Lieutenant Harris’ affidavit was insufficient to establish probable cause for belief that defendant Gold ‘ ‘ and others whose names are unknown, are engaged in the illegal commission of abortions at premises 1745 Catón Avenue ” because it clearly appears therefrom that that statement was given to him by others and the court is left in total darkness about the mental processes engaged in by the Lieutenant in determining that his informants were truthful. In the absence of such proof the court was not warranted in issuing the order. If an affidavit of the kind here used, not made upon knowledge, and without disclosure of the source or even the slightest indication of the reliability of the information is sufficient then in truth and in fact the Judge is merely rubber-stamping the affiant’s wholly conclusory affidavit.

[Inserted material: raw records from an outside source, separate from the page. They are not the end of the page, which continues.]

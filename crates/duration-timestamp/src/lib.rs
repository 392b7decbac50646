//! # duration-timestamp
//!
//! Calendar-aware conversion between human-readable duration strings and UTC
//! timestamps.
//!
//! Duration strings look like `"1y 2mo 3w 4d 5h 6m 7s 250ms"` (or compact,
//! `"1y2mo3w4d5h6m7s250ms"`), with optional signs and fractions per token.
//! Applying one to a date uses real calendar arithmetic, so a month is not a
//! fixed number of days; describing the gap between two instants produces the
//! canonical string that applies back to exactly the same instant.
//!
//! ## Modules
//!
//! - [`parser`] — duration string → per-unit amounts
//! - [`calendar`] — pure `add_units` timestamp transforms and rollover policy
//! - [`convert`] — duration → timestamp and timestamp → duration
//! - [`numbers`] — fixed-factor reduction to total seconds/milliseconds
//! - [`clock`] — injectable source of "now"
//! - [`unit`] — the eight units and their order
//! - [`error`] — Error types

pub mod calendar;
pub mod clock;
pub mod convert;
pub mod error;
pub mod numbers;
pub mod parser;
pub mod unit;

pub use calendar::{add_amount, add_units, ConvertOptions, RolloverPolicy};
pub use clock::{Clock, FixedClock, SystemClock};
pub use convert::{
    apply_parts, convert_duration_to_utc_timestamp, convert_utc_timestamp_to_duration_string,
    decompose_difference, DurationBreakdown, DurationConverter, DurationResult,
};
pub use error::DurationError;
pub use numbers::{convert_duration_to_numbers, reduce_parts, DurationNumbers};
pub use parser::{parse_duration, DurationParts};
pub use unit::Unit;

It is quite apparent from the hearing in this case, and from the papers submitted to me, that a great deal of time, effort and money has been spent by the authorities in an effort to successfully prosecute these defendants. I am informed that there are similar prosecutions pending against them, or some of them, in both Queens and Nassau Counties, the validity of all of which, depends upon whether or not the instant wiretap order is valid. It is unfortunate that under such circumstances everything that has transpired must be rendered nugatory, and justice possibly thwarted, when the police at the time of obtaining the wiretap order had the requisite information to obtain a valid wiretap *501order if only it were put before the issuing Judge, but .that is something over which I have no control.

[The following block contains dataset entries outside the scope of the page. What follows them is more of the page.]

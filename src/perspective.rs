//! Maps a raw model name to the perspective label configured for it.

use crate::config::CompositeScoreConfig;

const LEGACY_PERSPECTIVES: [&str; 4] = ["left", "center", "right", "neutral"];

/// Normalized perspective used internally to avoid stringly-typed
/// comparisons; the public API still returns `String` for parity with
/// the external contract (empty string = unknown).
#[derive(Debug, Clone, PartialEq, Eq)]
pub enum PerspectiveKind {
    Left,
    Center,
    Right,
    Other(String),
}

impl PerspectiveKind {
    pub fn from_label(label: &str) -> Option<Self> {
        match label {
            "" => None,
            "left" => Some(Self::Left),
            "center" => Some(Self::Center),
            "right" => Some(Self::Right),
            other => Some(Self::Other(other.to_string())),
        }
    }

    pub fn as_str(&self) -> &str {
        match self {
            Self::Left => "left",
            Self::Center => "center",
            Self::Right => "right",
            Self::Other(s) => s.as_str(),
        }
    }
}

fn normalize(s: &str) -> String {
    s.trim().to_lowercase()
}

/// Strip a trailing `:suffix` (model version tag), e.g. `"foo/bar:v2"` ->
/// `"foo/bar"`. Only the last colon-delimited segment is stripped.
fn strip_version_suffix(name: &str) -> &str {
    match name.rfind(':') {
        Some(idx) => &name[..idx],
        None => name,
    }
}

/// `map_model_to_perspective(name, cfg) -> perspective | ""`.
///
/// Three-pass algorithm: exact normalized match against `cfg.models`,
/// then a base-name (version-suffix-stripped) retry, then a legacy
/// fallback for bare `{left,center,right,neutral}` names. `cfg = None`
/// or no match returns `""`. Duplicate `cfg.models` entries resolve to
/// the first encountered, by linear scan.
pub fn map_model_to_perspective(name: &str, cfg: Option<&CompositeScoreConfig>) -> String {
    let normalized_name = normalize(name);

    if let Some(cfg) = cfg {
        if let Some(found) = exact_match(&normalized_name, cfg) {
            return found;
        }

        let base_name = normalize(strip_version_suffix(&normalized_name));
        if base_name != normalized_name {
            if let Some(found) = exact_match(&base_name, cfg) {
                return found;
            }
        }
    }

    if LEGACY_PERSPECTIVES.contains(&normalized_name.as_str()) {
        return normalized_name;
    }

    String::new()
}

fn exact_match(normalized_name: &str, cfg: &CompositeScoreConfig) -> Option<String> {
    cfg.models.iter().find_map(|m| {
        if normalize(&m.model_name) == normalized_name {
            Some(normalize(&m.perspective))
        } else {
            None
        }
    })
}

#[cfg(test)]
mod tests {
    use super::*;
    use crate::config::{CompositeScoreConfig, ModelConfig};
    use proptest::prelude::*;

    fn cfg_with(models: Vec<(&str, &str)>) -> CompositeScoreConfig {
        let mut builder = CompositeScoreConfig::builder();
        for (name, perspective) in models {
            builder = builder.with_model(ModelConfig {
                model_name: name.to_string(),
                perspective: perspective.to_string(),
                weight: 1.0,
                url: String::new(),
            });
        }
        builder.build().unwrap()
    }

    #[test]
    fn test_nil_config_returns_empty() {
        assert_eq!(map_model_to_perspective("gpt-4", None), "");
    }

    #[test]
    fn test_exact_match() {
        let cfg = cfg_with(vec![("gpt-4", "Left")]);
        assert_eq!(map_model_to_perspective("gpt-4", Some(&cfg)), "left");
    }

    #[test]
    fn test_normalization_whitespace_case() {
        let cfg = cfg_with(vec![("foo/bar", "right")]);
        assert_eq!(map_model_to_perspective(" Foo/Bar ", Some(&cfg)), "right");
    }

    #[test]
    fn test_version_suffix_stripped() {
        let cfg = cfg_with(vec![("foo/bar", "right")]);
        assert_eq!(map_model_to_perspective(" Foo/Bar:v2 ", Some(&cfg)), "right");
    }

    #[test]
    fn test_legacy_fallback() {
        assert_eq!(map_model_to_perspective("Left", None), "left");
        assert_eq!(map_model_to_perspective(" neutral ", None), "neutral");
    }

    #[test]
    fn test_unknown_returns_empty() {
        let cfg = cfg_with(vec![("gpt-4", "left")]);
        assert_eq!(map_model_to_perspective("claude-3", Some(&cfg)), "");
    }

    #[test]
    fn test_duplicate_entries_first_wins() {
        let cfg = cfg_with(vec![("gpt-4", "left"), ("gpt-4", "right")]);
        assert_eq!(map_model_to_perspective("gpt-4", Some(&cfg)), "left");
    }

    proptest! {
        // P10: MapModelToPerspective(" Foo/Bar:v2 ", cfg) == MapModelToPerspective("foo/bar", cfg)
        // whenever the latter is non-empty.
        #[test]
        fn prop_p10_perspective_normalization(perspective in "[a-z]{3,8}") {
            let cfg = cfg_with(vec![("foo/bar", &perspective)]);
            let base = map_model_to_perspective("foo/bar", Some(&cfg));
            prop_assume!(!base.is_empty());
            let decorated = map_model_to_perspective(" Foo/Bar:v2 ", Some(&cfg));
            prop_assert_eq!(decorated, base);
        }
    }
}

I have heretofore deplored the casualness with which these ex parte wiretap orders are applied for and granted when I said in People v. Hendricks (45 Misc 2d 7,12): “ It is high time that the police authorities adopt a policy for .the drawing of such warrants and their supporting affidavits, or at least for the review thereof, by persons having some expertise in the field of legal documents. Too often such warrants for search and seizure, submitted and passed upon ex parte, do not receive the careful judicial scrutiny to which they are put when they are directly attacked, with the result that many a good criminal case turns 1 sour ’ for the prosecution, an outcome which, while helpful to the criminal involved, scarcely aids in the promotion of true justice.”

The legally compelling necessity here to vacate the wiretap order and to suppress all the information and evidence obtained by the utilization thereof again point up the necessity for the use of persons with legally trained minds to draw such important papers as affidavits to be used to obtain search warrants or wiretap orders.

In view of the conclusion to which I have come, as to the basic invalidity of the wiretap order because of the insufficiency of the affidavit upon which it was based, I do not reach the question of the constitutionality of section 813-a of the Code of Criminal Procedure which has been discussed in the various memoranda of counsel (see however in this connection, Schwarts v. Texas, 344 U. S. 199; Nardone v. United States, 302 U. S. 379 and 308 U. S. 338; People v. Dinam, 11 N Y 2d 350, cert. den. 371 U. S. 877; United States ex rel. Graziano v. McMann, 275 F. 2d 284; Pugach v. Dollinger, 365 U. S. 458).

The motion of the defendants is granted to the extent of vacating the original wiretap order, all renewals thereof, and all of the evidence obtained in reliance thereon. Settle a separate order for each indictment.

A police interdepartmental memorandum appears stapled in the back of the affidavit, but the policewoman — the sole witness at the hearing — was unable to say whether it was before the Judge at the time he signed the order and in any event it basically adds nothing to the affidavit.